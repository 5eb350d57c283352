// src/merge.rs
//
// Per-game first-seen-wins admission. History is seeded before any live
// record is offered, which is what gives the archives precedence.

use std::collections::{HashMap, HashSet};

use crate::games::GAMES;
use crate::record::{DrawRecord, Source};

#[derive(Debug, Default)]
struct Ledger {
    records: Vec<DrawRecord>,
    keys: HashSet<String>,
}

impl Ledger {
    fn admit(&mut self, record: DrawRecord) -> bool {
        if !self.keys.insert(record.key()) {
            return false;
        }
        self.records.push(record);
        true
    }
}

#[derive(Clone, Copy, Debug, PartialEq, Eq)]
pub enum Admission {
    Admitted,
    Duplicate,
}

#[derive(Debug)]
pub struct Merger {
    ledgers: HashMap<&'static str, Ledger>,
    live_started: bool,
}

impl Default for Merger {
    fn default() -> Self {
        Self::new()
    }
}

impl Merger {
    /// One empty ledger per known game.
    pub fn new() -> Self {
        let ledgers = GAMES.iter().map(|g| (g.name, Ledger::default())).collect();
        Self { ledgers, live_started: false }
    }

    /// Seed phase: archive records. Must all arrive before the first `admit_live`.
    pub fn seed_history(&mut self, record: DrawRecord) -> Admission {
        debug_assert_eq!(record.source, Source::History);
        if self.live_started {
            logw!("history record {} offered after live phase began", record.key());
        }
        self.offer(record)
    }

    /// Live phase: a live record only lands if no record with its key exists yet.
    pub fn admit_live(&mut self, record: DrawRecord) -> Admission {
        debug_assert_eq!(record.source, Source::Api);
        self.live_started = true;
        self.offer(record)
    }

    fn offer(&mut self, record: DrawRecord) -> Admission {
        let ledger = self.ledgers.entry(record.game).or_default();
        if ledger.admit(record) { Admission::Admitted } else { Admission::Duplicate }
    }

    pub fn contains(&self, game: &str, key: &str) -> bool {
        self.ledgers.get(game).is_some_and(|l| l.keys.contains(key))
    }

    pub fn len(&self, game: &str) -> usize {
        self.ledgers.get(game).map_or(0, |l| l.records.len())
    }

    /// Hand over the records, grouped by game.
    pub fn into_records(self) -> HashMap<&'static str, Vec<DrawRecord>> {
        self.ledgers.into_iter().map(|(g, l)| (g, l.records)).collect()
    }
}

**ASSIGNED TASK:**
The answer should be the full listing, repeated without any change.

**EXERCISE RESULT:**
repository 5eb350d57c283352
// src/merge.rs
//
// Per-game first-seen-wins admission. History is seeded before any live
// record is offered, which is what gives the archives precedence.

use std::collections::{HashMap, HashSet};

use crate::games::GAMES;
use crate::record::{DrawRecord, Source};

#[derive(Debug, Default)]
struct Ledger {
    records: Vec<DrawRecord>,
    keys: HashSet<String>,
}

impl Ledger {
    fn admit(&mut self, record: DrawRecord) -> bool {
        if !self.keys.insert(record.key()) {
            return false;
        }
        self.records.push(record);
        true
    }
}

#[derive(Clone, Copy, Debug, PartialEq, Eq)]
pub enum Admission {
    Admitted,
    Duplicate,
}

#[derive(Debug)]
pub struct Merger {
    ledgers: HashMap<&'static str, Ledger>,
    live_started: bool,
}

impl Default for Merger {
    fn default() -> Self {
        Self::new()
    }
}

impl Merger {
    /// One empty ledger per known game.
    pub fn new() -> Self {
        let ledgers = GAMES.iter().map(|g| (g.name, Ledger::default())).collect();
        Self { ledgers, live_started: false }
    }

    /// Seed phase: archive records. Must all arrive before the first `admit_live`.
    pub fn seed_history(&mut self, record: DrawRecord) -> Admission {
        debug_assert_eq!(record.source, Source::History);
        if self.live_started {
            logw!("history record {} offered after live phase began", record.key());
        }
        self.offer(record)
    }

    /// Live phase: a live record only lands if no record with its key exists yet.
    pub fn admit_live(&mut self, record: DrawRecord) -> Admission {
        debug_assert_eq!(record.source, Source::Api);
        self.live_started = true;
        self.offer(record)
    }

    fn offer(&mut self, record: DrawRecord) -> Admission {
        let ledger = self.ledgers.entry(record.game).or_default();
        if ledger.admit(record) { Admission::Admitted } else { Admission::Duplicate }
    }

    pub fn contains(&self, game: &str, key: &str) -> bool {
        self.ledgers.get(game).is_some_and(|l| l.keys.contains(key))
    }

    pub fn len(&self, game: &str) -> usize {
        self.ledgers.get(game).map_or(0, |l| l.records.len())
    }

    /// Hand over the records, grouped by game.
    pub fn into_records(self) -> HashMap<&'static str, Vec<DrawRecord>> {
        self.ledgers.into_iter().map(|(g, l)| (g, l.records)).collect()
    }
}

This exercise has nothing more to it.